Many sons and daughters of those prisoners have asked me to thank any members of the 101st Cavalry I can for saving their fathers. Others wanted the names of their fathers added to the website so they wouldn't be forgotten. Like many U.S. veterans, the Polish veterans were not eager to talk about the war years either, so their children are looking for all the information they can find.
We don't always learn many details about our fathers' service, but, if we are lucky, we do begin to get a sense of what they went through. As that happens, we, like the children of the Polish prisoners, end up with a lot of people to thank. We learn our fathers were wounded, so we thank the soldiers who carried them to safety and the medics who patched them up. We learn our fathers were sometimes imprisoned, so we want to think those who opened the gates and set them free. We learn that some of our fathers ended up buried in France, and we want to thank the people who tend their graves.
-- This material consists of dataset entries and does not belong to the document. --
//! Instrument domain model.
//!
//! # Responsibility
//! - Define the canonical instrument record mirrored from the list service.
//! - Describe the tracked fields compared by the diff engine.
//!
//! # Invariants
//! - `external_id` and `tag` are never empty.
//! - `revision` starts at 1 for stored rows and only grows.
//! - `status_override` is set only by manual status edits and cleared whenever
//!   a remote status is applied.

use crate::model::calibration::CalibrationEvidence;
use chrono::NaiveDate;
use serde::{Deserialize, Serialize};
use std::error::Error;
use std::fmt::{Display, Formatter};
use uuid::Uuid;

/// Local, store-assigned identifier of an instrument row.
pub type InstrumentId = Uuid;

/// Stable key of an instrument in the remote list service.
#[derive(Debug, Clone, PartialEq, Eq, Hash, PartialOrd, Ord, Serialize, Deserialize)]
#[serde(transparent)]
pub struct ExternalId(String);

impl ExternalId {
    /// Builds an external id from trimmed input.
    pub fn parse(value: &str) -> Result<Self, InstrumentValidationError> {
        let trimmed = value.trim();
        if trimmed.is_empty() {
            return Err(InstrumentValidationError::EmptyExternalId);
        }
        Ok(Self(trimmed.to_string()))
    }

    pub fn as_str(&self) -> &str {
        &self.0
    }
}

impl Display for ExternalId {
    fn fmt(&self, f: &mut Formatter<'_>) -> std::fmt::Result {
        f.write_str(&self.0)
    }
}

/// Lifecycle state of an instrument.
#[derive(
    Debug, Clone, Copy, PartialEq, Eq, Hash, PartialOrd, Ord, Serialize, Deserialize,
)]
#[serde(rename_all = "snake_case")]
pub enum InstrumentStatus {
    /// In service and subject to calibration tracking.
    Active,
    /// Temporarily out of service.
    InMaintenance,
    /// Soft-deleted; history is kept.
    Retired,
}

impl InstrumentStatus {
    pub const ALL: [Self; 3] = [Self::Active, Self::InMaintenance, Self::Retired];

    pub fn as_str(self) -> &'static str {
        match self {
            Self::Active => "active",
            Self::InMaintenance => "in_maintenance",
            Self::Retired => "retired",
        }
    }

    /// Parses the canonical storage spelling.
    pub fn parse(value: &str) -> Option<Self> {
        match value {
            "active" => Some(Self::Active),
            "in_maintenance" => Some(Self::InMaintenance),
            "retired" => Some(Self::Retired),
            _ => None,
        }
    }
}

impl Display for InstrumentStatus {
    fn fmt(&self, f: &mut Formatter<'_>) -> std::fmt::Result {
        f.write_str(self.as_str())
    }
}

/// Fields compared between remote and local records.
#[derive(Debug, Clone, Copy, PartialEq, Eq, Hash, Serialize, Deserialize)]
#[serde(rename_all = "snake_case")]
pub enum TrackedField {
    Tag,
    Category,
    Location,
    Owner,
    DueDate,
    Status,
}

impl TrackedField {
    pub const ALL: [Self; 6] = [
        Self::Tag,
        Self::Category,
        Self::Location,
        Self::Owner,
        Self::DueDate,
        Self::Status,
    ];

    pub fn as_str(self) -> &'static str {
        match self {
            Self::Tag => "tag",
            Self::Category => "category",
            Self::Location => "location",
            Self::Owner => "owner",
            Self::DueDate => "due_date",
            Self::Status => "status",
        }
    }
}

/// Validation errors for instrument records.
#[derive(Debug, Clone, PartialEq, Eq)]
pub enum InstrumentValidationError {
    EmptyExternalId,
    EmptyTag,
    InvalidRevision(i64),
}

impl Display for InstrumentValidationError {
    fn fmt(&self, f: &mut Formatter<'_>) -> std::fmt::Result {
        match self {
            Self::EmptyExternalId => write!(f, "external id must not be empty"),
            Self::EmptyTag => write!(f, "tag must not be empty"),
            Self::InvalidRevision(value) => write!(f, "revision must be >= 0, got {value}"),
        }
    }
}

impl Error for InstrumentValidationError {}

/// Canonical instrument record.
///
/// Normalized remote records carry a freshly generated `uuid` and
/// `revision = 0`; the store assigns revision 1 on create and keeps the
/// `uuid` it was created with.
#[derive(Debug, Clone, PartialEq, Eq, Serialize, Deserialize)]
pub struct Instrument {
    pub uuid: InstrumentId,
    pub external_id: ExternalId,
    pub tag: String,
    pub category: Option<String>,
    pub location: Option<String>,
    pub owner: Option<String>,
    /// Current calibration due date.
    pub due_date: NaiveDate,
    pub status: InstrumentStatus,
    /// Set when the status was edited locally and must survive remote updates.
    pub status_override: bool,
    /// Remote last-modified time in epoch milliseconds, when known.
    pub remote_modified_at: Option<i64>,
    pub revision: i64,
    /// Latest calibration evidence: from the source for remote records, from
    /// the most recent calibration record for stored ones.
    pub last_calibration: Option<CalibrationEvidence>,
}

impl Instrument {
    /// Creates an active instrument with a generated local id.
    pub fn new(external_id: ExternalId, tag: impl Into<String>, due_date: NaiveDate) -> Self {
        Self {
            uuid: Uuid::new_v4(),
            external_id,
            tag: tag.into(),
            category: None,
            location: None,
            owner: None,
            due_date,
            status: InstrumentStatus::Active,
            status_override: false,
            remote_modified_at: None,
            revision: 0,
            last_calibration: None,
        }
    }

    pub fn is_retired(&self) -> bool {
        self.status == InstrumentStatus::Retired
    }

    /// Checks record-level invariants before persistence.
    pub fn validate(&self) -> Result<(), InstrumentValidationError> {
        if self.external_id.as_str().trim().is_empty() {
            return Err(InstrumentValidationError::EmptyExternalId);
        }
        if self.tag.trim().is_empty() {
            return Err(InstrumentValidationError::EmptyTag);
        }
        if self.revision < 0 {
            return Err(InstrumentValidationError::InvalidRevision(self.revision));
        }
        Ok(())
    }

    /// Text rendering of one tracked field, used by audit entries.
    pub fn field_text(&self, field: TrackedField) -> Option<String> {
        match field {
            TrackedField::Tag => Some(self.tag.clone()),
            TrackedField::Category => self.category.clone(),
            TrackedField::Location => self.location.clone(),
            TrackedField::Owner => self.owner.clone(),
            TrackedField::DueDate => Some(self.due_date.to_string()),
            TrackedField::Status => Some(self.status.as_str().to_string()),
        }
    }
}

/// New value for one tracked field.
#[derive(Debug, Clone, PartialEq, Eq)]
pub enum FieldUpdate {
    Tag(String),
    Category(Option<String>),
    Location(Option<String>),
    Owner(Option<String>),
    DueDate(NaiveDate),
    Status(InstrumentStatus),
}

impl FieldUpdate {
    pub fn field(&self) -> TrackedField {
        match self {
            Self::Tag(_) => TrackedField::Tag,
            Self::Category(_) => TrackedField::Category,
            Self::Location(_) => TrackedField::Location,
            Self::Owner(_) => TrackedField::Owner,
            Self::DueDate(_) => TrackedField::DueDate,
            Self::Status(_) => TrackedField::Status,
        }
    }

    /// Writes the new value into `instrument`.
    pub fn apply_to(&self, instrument: &mut Instrument) {
        match self {
            Self::Tag(value) => instrument.tag = value.clone(),
            Self::Category(value) => instrument.category = value.clone(),
            Self::Location(value) => instrument.location = value.clone(),
            Self::Owner(value) => instrument.owner = value.clone(),
            Self::DueDate(value) => instrument.due_date = *value,
            Self::Status(value) => {
                instrument.status = *value;
                instrument.status_override = false;
            }
        }
    }
}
Right now citizens in Murnau are planning an event on April 29, 2015, to honor the men who were imprisoned in that camp and thank those who liberated them. Plans are just beginning, but it is likely that few of the men who actually lived through these events will be there. It will be their children who come to remember the past and pay their respects. When I received the following email yesterday, I realized that is probably the only reason I keep working on the website. It's just a way to say thank you and make sure some of these men are remembered. Today, Izabella Mrozik is making sure her father and a couple of other are remembered:
My name is Izabella Mrozik and my father was at Murnau during WWII. His name was Zdislaw Dionizy Mrozik he was a 1st Lt. He was attached to the Allied Forces in Germany after the war stationed at Kaiserslautern for some time and then sent on to France. We lived there with him in Fountainbleu from about 1948 through 1950 when he and my mother emigrated to the US. I am going to try to attach some documents to this email which I have scanned. His dog-tags from the camp, Polish Military ID card, weapons permit from the Polish Army when he was called to duty in 1939. I have quite a few more items from his time there.
I have attempted to find information on the camp and who liberated the prisoners for a long time - through several email addresses as a matter of fact! My father did not want to talk about the camp, he was a very private man and felt there was no point to us hearing about the unpleasantness of war.
I do have the names of a couple of other prisoners, one was Anthony Suski (he was involved in building a proscribed radio in one of the other buildings (not my dad's). And then there was Andrzej Falkowski.It's Thanksgiving this week. Isn't there someone you'd like to remember with gratitude?